**Saved data entries:**
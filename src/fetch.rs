//! Plan execution for model downloads.
//!
//! A [`Fetcher`] knows how to pull one entry from its host; [`run_plan`] owns
//! everything around it: overwrite policy, placing the file under its final
//! name, verification and fail-fast sequencing.
use crate::plan::{FetchEntry, FetchPlan};
use crate::report;
use std::fs;
use std::io;
use std::path::{Path, PathBuf};

pub mod http;
pub mod hub;
pub mod remediation;

pub use http::HttpFetcher;
pub use hub::HubFetcher;

/// Smallest plausible size for a file fetched over plain HTTP.
///
/// Anything smaller is almost always an error page or a login redirect.
pub const MIN_DOWNLOAD_BYTES: u64 = 1_000_000;

/// Coarse failure classes used to pick remediation hints.
#[derive(Debug, Clone, Copy, PartialEq, Eq)]
pub enum FailureKind {
    Setup,
    Transfer,
    Unauthorized,
    Verification,
    Cancelled,
    Io,
}

#[derive(thiserror::Error, Debug)]
pub enum FetchError {
    #[error("{0}")]
    Setup(String),
    #[error("transfer of {remote} failed: {message}")]
    Transfer { remote: String, message: String },
    #[error("access to {remote} was denied: {message}")]
    Unauthorized { remote: String, message: String },
    #[error("download failed or file is too small: {} ({size} bytes)", path.display())]
    Verification { path: PathBuf, size: u64 },
    #[error("download of {remote} cancelled by user")]
    Cancelled { remote: String },
    #[error("{context}: {source}")]
    Io {
        context: String,
        #[source]
        source: io::Error,
    },
}

impl FetchError {
    pub fn kind(&self) -> FailureKind {
        match self {
            FetchError::Setup(_) => FailureKind::Setup,
            FetchError::Transfer { .. } => FailureKind::Transfer,
            FetchError::Unauthorized { .. } => FailureKind::Unauthorized,
            FetchError::Verification { .. } => FailureKind::Verification,
            FetchError::Cancelled { .. } => FailureKind::Cancelled,
            FetchError::Io { .. } => FailureKind::Io,
        }
    }

    pub(crate) fn io(context: impl Into<String>, source: io::Error) -> Self {
        FetchError::Io {
            context: context.into(),
            source,
        }
    }
}

/// Retrieval mechanism for one host.
pub trait Fetcher {
    /// Whether replacing an existing target needs user confirmation first.
    ///
    /// Fetchers that do not confirm treat a non-empty target as already
    /// fetched and skip it.
    fn confirms_overwrite(&self) -> bool {
        false
    }

    /// Pull `entry` and return the path the mechanism wrote it to.
    fn retrieve(&self, entry: &FetchEntry) -> Result<PathBuf, FetchError>;
}

#[derive(Debug, PartialEq, Eq)]
pub enum PlanOutcome {
    /// Every entry is in place; paths are in plan order.
    Completed(Vec<PathBuf>),
    /// The user declined to overwrite an existing file.
    Declined,
}

/// Create every destination directory of the plan.
pub fn prepare_destinations(plan: &FetchPlan) -> Result<(), FetchError> {
    for dir in plan.destination_dirs() {
        fs::create_dir_all(&dir)
            .map_err(|err| FetchError::io(format!("create {}", dir.display()), err))?;
    }
    Ok(())
}

/// Execute the plan entry by entry, stopping at the first failure.
pub fn run_plan(
    plan: &FetchPlan,
    fetcher: &dyn Fetcher,
    confirm: &mut dyn FnMut(&Path) -> io::Result<bool>,
) -> Result<PlanOutcome, FetchError> {
    let mut placed = Vec::with_capacity(plan.entries.len());
    for entry in &plan.entries {
        let target = entry.target_path();
        if target.exists() {
            if fetcher.confirms_overwrite() {
                let accepted = confirm(&target)
                    .map_err(|err| FetchError::io("read overwrite confirmation", err))?;
                if !accepted {
                    return Ok(PlanOutcome::Declined);
                }
                fs::remove_file(&target)
                    .map_err(|err| FetchError::io(format!("remove {}", target.display()), err))?;
            } else if file_size(&target) > 0 {
                report::fetch_skipped(&target);
                placed.push(target);
                continue;
            }
        }

        report::fetch_started(entry);
        let written = fetcher.retrieve(entry)?;
        place_file(&written, &target)?;
        ensure_present(&target)?;
        tracing::info!(remote = %entry.remote, target = %target.display(), "fetch complete");
        report::fetch_saved(&target);
        placed.push(target);
    }
    Ok(PlanOutcome::Completed(placed))
}

/// Move whatever the mechanism wrote to `target`, replacing an existing file.
///
/// `written` may be a symlink into a cache; the link target is moved and the
/// link removed so no dangling entry is left behind.
pub fn place_file(written: &Path, target: &Path) -> Result<(), FetchError> {
    if written == target {
        return Ok(());
    }
    let source = fs::canonicalize(written)
        .map_err(|err| FetchError::io(format!("resolve {}", written.display()), err))?;
    if fs::canonicalize(target).ok().as_deref() == Some(source.as_path()) {
        return Ok(());
    }
    if target.exists() {
        fs::remove_file(target)
            .map_err(|err| FetchError::io(format!("remove {}", target.display()), err))?;
    }
    if fs::rename(&source, target).is_err() {
        copy_into_place(&source, target)?;
        fs::remove_file(&source)
            .map_err(|err| FetchError::io(format!("remove {}", source.display()), err))?;
    }
    let is_link = fs::symlink_metadata(written)
        .map(|meta| meta.file_type().is_symlink())
        .unwrap_or(false);
    if is_link {
        if let Err(err) = fs::remove_file(written) {
            tracing::warn!(path = %written.display(), %err, "failed to remove cache link");
        }
    }
    tracing::debug!(from = %written.display(), to = %target.display(), "placed file");
    Ok(())
}

/// Copy `source` next to `target` under a scratch name, then rename it over
/// `target`. An interrupted copy never leaves a partial file at `target`.
fn copy_into_place(source: &Path, target: &Path) -> Result<(), FetchError> {
    let dir = target.parent().unwrap_or_else(|| Path::new("."));
    let mut scratch = tempfile::NamedTempFile::new_in(dir)
        .map_err(|err| FetchError::io(format!("create temp file in {}", dir.display()), err))?;
    let mut reader = fs::File::open(source)
        .map_err(|err| FetchError::io(format!("open {}", source.display()), err))?;
    io::copy(&mut reader, scratch.as_file_mut())
        .map_err(|err| FetchError::io(format!("copy to {}", target.display()), err))?;
    scratch
        .persist(target)
        .map_err(|err| FetchError::io(format!("replace {}", target.display()), err.error))?;
    Ok(())
}

/// Fail unless `path` exists and is non-empty.
pub fn ensure_present(path: &Path) -> Result<u64, FetchError> {
    let size = file_size(path);
    if size == 0 {
        return Err(FetchError::Verification {
            path: path.to_path_buf(),
            size,
        });
    }
    Ok(size)
}

/// Fail unless `path` holds at least [`MIN_DOWNLOAD_BYTES`]; a short file is
/// deleted.
pub fn verify_download(path: &Path) -> Result<u64, FetchError> {
    let size = file_size(path);
    if size < MIN_DOWNLOAD_BYTES {
        if path.exists() {
            fs::remove_file(path)
                .map_err(|err| FetchError::io(format!("remove {}", path.display()), err))?;
        }
        return Err(FetchError::Verification {
            path: path.to_path_buf(),
            size,
        });
    }
    Ok(size)
}

fn file_size(path: &Path) -> u64 {
    fs::metadata(path).map(|meta| meta.len()).unwrap_or(0)
}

**TASK STATEMENT:**
Above are records; repeat only the lines starting at the line with "is left behind." and ending at the line with "let mut scratch", exactly as they appear, both included.

**SOLUTION TO THE PROBLEM:**
/// link removed so no dangling entry is left behind.
pub fn place_file(written: &Path, target: &Path) -> Result<(), FetchError> {
    if written == target {
        return Ok(());
    }
    let source = fs::canonicalize(written)
        .map_err(|err| FetchError::io(format!("resolve {}", written.display()), err))?;
    if fs::canonicalize(target).ok().as_deref() == Some(source.as_path()) {
        return Ok(());
    }
    if target.exists() {
        fs::remove_file(target)
            .map_err(|err| FetchError::io(format!("remove {}", target.display()), err))?;
    }
    if fs::rename(&source, target).is_err() {
        copy_into_place(&source, target)?;
        fs::remove_file(&source)
            .map_err(|err| FetchError::io(format!("remove {}", source.display()), err))?;
    }
    let is_link = fs::symlink_metadata(written)
        .map(|meta| meta.file_type().is_symlink())
        .unwrap_or(false);
    if is_link {
        if let Err(err) = fs::remove_file(written) {
            tracing::warn!(path = %written.display(), %err, "failed to remove cache link");
        }
    }
    tracing::debug!(from = %written.display(), to = %target.display(), "placed file");
    Ok(())
}

/// Copy `source` next to `target` under a scratch name, then rename it over
/// `target`. An interrupted copy never leaves a partial file at `target`.
fn copy_into_place(source: &Path, target: &Path) -> Result<(), FetchError> {
    let dir = target.parent().unwrap_or_else(|| Path::new("."));
    let mut scratch = tempfile::NamedTempFile::new_in(dir)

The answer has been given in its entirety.